Fruit d’une collaboration entre l’Alliance Française de Hyderabad et le Département TSCHE (Telangana State Council For Higher Education), un projet pilote destiné à offrir des cours de français certifiants à des élèves issus de milieux défavorisés va être inauguré fin octobre dans un lycée pour filles à Gathkesar dans la banlieue de Hyderabad (ville du sud de l’Inde qui compte 10 millions d’habitants).

L’objectif est d’offrir une chance à ces jeunes filles de développer des compétences qui permettent d’élargir leur perpectives professionnelles et de retarder ainsi l’âge de leur mariage, souvent hâté par des impératifs économiques dans les milieux marginalisés.
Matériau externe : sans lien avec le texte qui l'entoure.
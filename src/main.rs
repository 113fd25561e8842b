mod auth;
mod config;
mod db;
mod error;
mod handlers;
mod models;
mod services;
mod state;
mod store;
mod validation;

use config::Config;
use ntex::web;
use ntex_cors::Cors;
use state::AppState;
use std::sync::Arc;
use tracing::info;
use tracing_subscriber::{fmt, EnvFilter};

#[ntex::main]
async fn main() -> std::io::Result<()> {
    fmt()
        .with_env_filter(EnvFilter::try_from_default_env().unwrap_or_else(|_| EnvFilter::new("info")))
        .init();

    let config = Config::from_env();
    let state = match AppState::from_config(&config) {
        Ok(state) => Arc::new(state),
        Err(e) => {
            tracing::error!(error = %e, "failed to initialise state");
            return Err(std::io::Error::new(std::io::ErrorKind::Other, e.to_string()));
        }
    };

    info!(
        host = %config.host,
        port = config.port,
        capacity = state.settings.capacity,
        season = state.settings.clock.current_season(chrono::Utc::now()),
        "Reflex board server starting"
    );

    web::HttpServer::new(move || {
        web::App::new()
            .state(state.clone())
            .wrap(
                Cors::new()
                    .allowed_origin("*")
                    .allowed_methods(vec!["GET", "POST", "OPTIONS"])
                    .allowed_headers(vec!["Content-Type", "X-Admin-Key"])
                    .max_age(3600)
                    .finish(),
            )
            // Health check
            .route("/api/health", web::get().to(health))
            // Scores
            .route("/api/scores", web::post().to(handlers::leaderboard::submit_score))
            .route("/api/leaderboard", web::get().to(handlers::leaderboard::get_leaderboard))
            .route("/api/latest", web::get().to(handlers::leaderboard::get_latest))
            // Seasons
            .route("/api/season", web::get().to(handlers::season::get_season))
            .route("/api/archive/{season}", web::get().to(handlers::season::get_archive))
            .route("/api/season/rotate", web::post().to(handlers::season::rotate_season))
            .route("/api/season/reset", web::post().to(handlers::season::reset_season))
    })
    .bind(format!("{}:{}", config.host, config.port))?
    .run()
    .await
}

async fn health() -> web::HttpResponse {
    web::HttpResponse::Ok().json(&serde_json::json!({
        "status": "ok",
        "version": env!("CARGO_PKG_VERSION"),
    }))
}
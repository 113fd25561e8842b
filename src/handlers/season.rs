use crate::error::AppError;
use crate::models::season::*;
use crate::services::season as service;
use crate::state::AppState;
use crate::validation;
use chrono::Utc;
use ntex::util::Bytes;
use ntex::web::{self, HttpRequest, HttpResponse};
use std::sync::Arc;

const ADMIN_KEY_HEADER: &str = "x-admin-key";

fn authorize(state: &AppState, req: &HttpRequest) -> Result<(), AppError> {
    let presented = req
        .headers()
        .get(ADMIN_KEY_HEADER)
        .and_then(|v| v.to_str().ok());
    state.check_admin(presented)
}

/// An empty body is the same as `{}`.
fn parse_season_request(body: &[u8]) -> Result<SeasonRequest, AppError> {
    if body.iter().all(u8::is_ascii_whitespace) {
        return Ok(SeasonRequest::default());
    }
    serde_json::from_slice(body)
        .map_err(|e| AppError::Validation(format!("Invalid season request: {}", e)))
}

pub async fn get_season(state: web::types::State<Arc<AppState>>) -> HttpResponse {
    HttpResponse::Ok().json(&state.settings.clock.info(Utc::now()))
}

pub async fn get_archive(
    state: web::types::State<Arc<AppState>>,
    path: web::types::Path<i64>,
) -> Result<HttpResponse, AppError> {
    let season = validation::validate_season(path.into_inner())?;
    let store = state.open_store().await?;
    let archive = service::get_archive(store.as_ref(), season).await?;
    Ok(HttpResponse::Ok().json(&archive))
}

/// Close a season. An explicit `season` closes exactly that one; otherwise
/// the board's current season is closed, or with `ifDue` only once the clock
/// has moved past it.
pub async fn rotate_season(
    state: web::types::State<Arc<AppState>>,
    req: HttpRequest,
    body: Bytes,
) -> Result<HttpResponse, AppError> {
    authorize(&state, &req)?;
    let request = parse_season_request(&body)?;
    let now = Utc::now();
    let clock = &state.settings.clock;

    let season = request.season.map(validation::validate_season).transpose()?;
    let store = state.open_store().await?;
    let result = match season {
        Some(season) => Some(service::rotate(store.as_ref(), clock, season, now).await?),
        None if request.if_due => service::rotate_if_due(store.as_ref(), clock, now).await?,
        None => Some(service::rotate_current(store.as_ref(), clock, now).await?),
    };

    Ok(HttpResponse::Ok().json(&serde_json::json!({
        "rotated": result.is_some(),
        "result": result,
    })))
}

/// Finish a rotation whose archive landed but whose reset did not.
pub async fn reset_season(
    state: web::types::State<Arc<AppState>>,
    req: HttpRequest,
    body: Bytes,
) -> Result<HttpResponse, AppError> {
    authorize(&state, &req)?;
    let season = parse_season_request(&body)?
        .season
        .ok_or_else(|| AppError::Validation("season is required".into()))
        .and_then(validation::validate_season)?;
    let store = state.open_store().await?;
    let result =
        service::complete_reset(store.as_ref(), &state.settings.clock, season, Utc::now()).await?;
    Ok(HttpResponse::Ok().json(&result))
}

#[cfg(test)]
mod tests {
    use super::*;

    #[test]
    fn test_missing_body_reads_as_defaults() {
        for body in [&b""[..], b"  \n", b"{}"] {
            let request = parse_season_request(body).unwrap();
            assert_eq!(request.season, None);
            assert!(!request.if_due);
        }
    }

    #[test]
    fn test_season_request_fields() {
        let request = parse_season_request(br#"{"season": 4, "ifDue": true}"#).unwrap();
        assert_eq!(request.season, Some(4));
        assert!(request.if_due);
    }

    #[test]
    fn test_malformed_body_is_a_validation_error() {
        let err = parse_season_request(b"{season").unwrap_err();
        assert!(matches!(err, AppError::Validation(_)));
        assert!(!err.is_retryable());
    }
}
100 jeunes filles vont bénéficier de ce programme sponsorisé pour la première année par TSWREIS (Telangana Social Welfare Residential Educational Institutions Society) et TTSWREIS (Telangana Tribal Welfare Residential Educational Institutions Society). Planifiés sur trois années, ces cours de français couvriront les niveaux A1, A2 et B1 avec des conditions d’accès facilité pour passer les examens DELF. À l’issue de cette formation, l’État du Telangana s’est engagé à verser 2 millions de roupies (environ 25 000 euros) par étudiant afin de soutenir leur projet d’étude dans un territoire francophone.

Parallèlement, la ville d’Hyderabad qui bénéficie d’une coopération décentralisée avec la ville de Bordeaux travaille à développer des partenariats avec l’Alliance Française de Bordeaux et l’Université Montaigne pour favoriser la mobilité étudiante et celle des enseignants entre les deux villes.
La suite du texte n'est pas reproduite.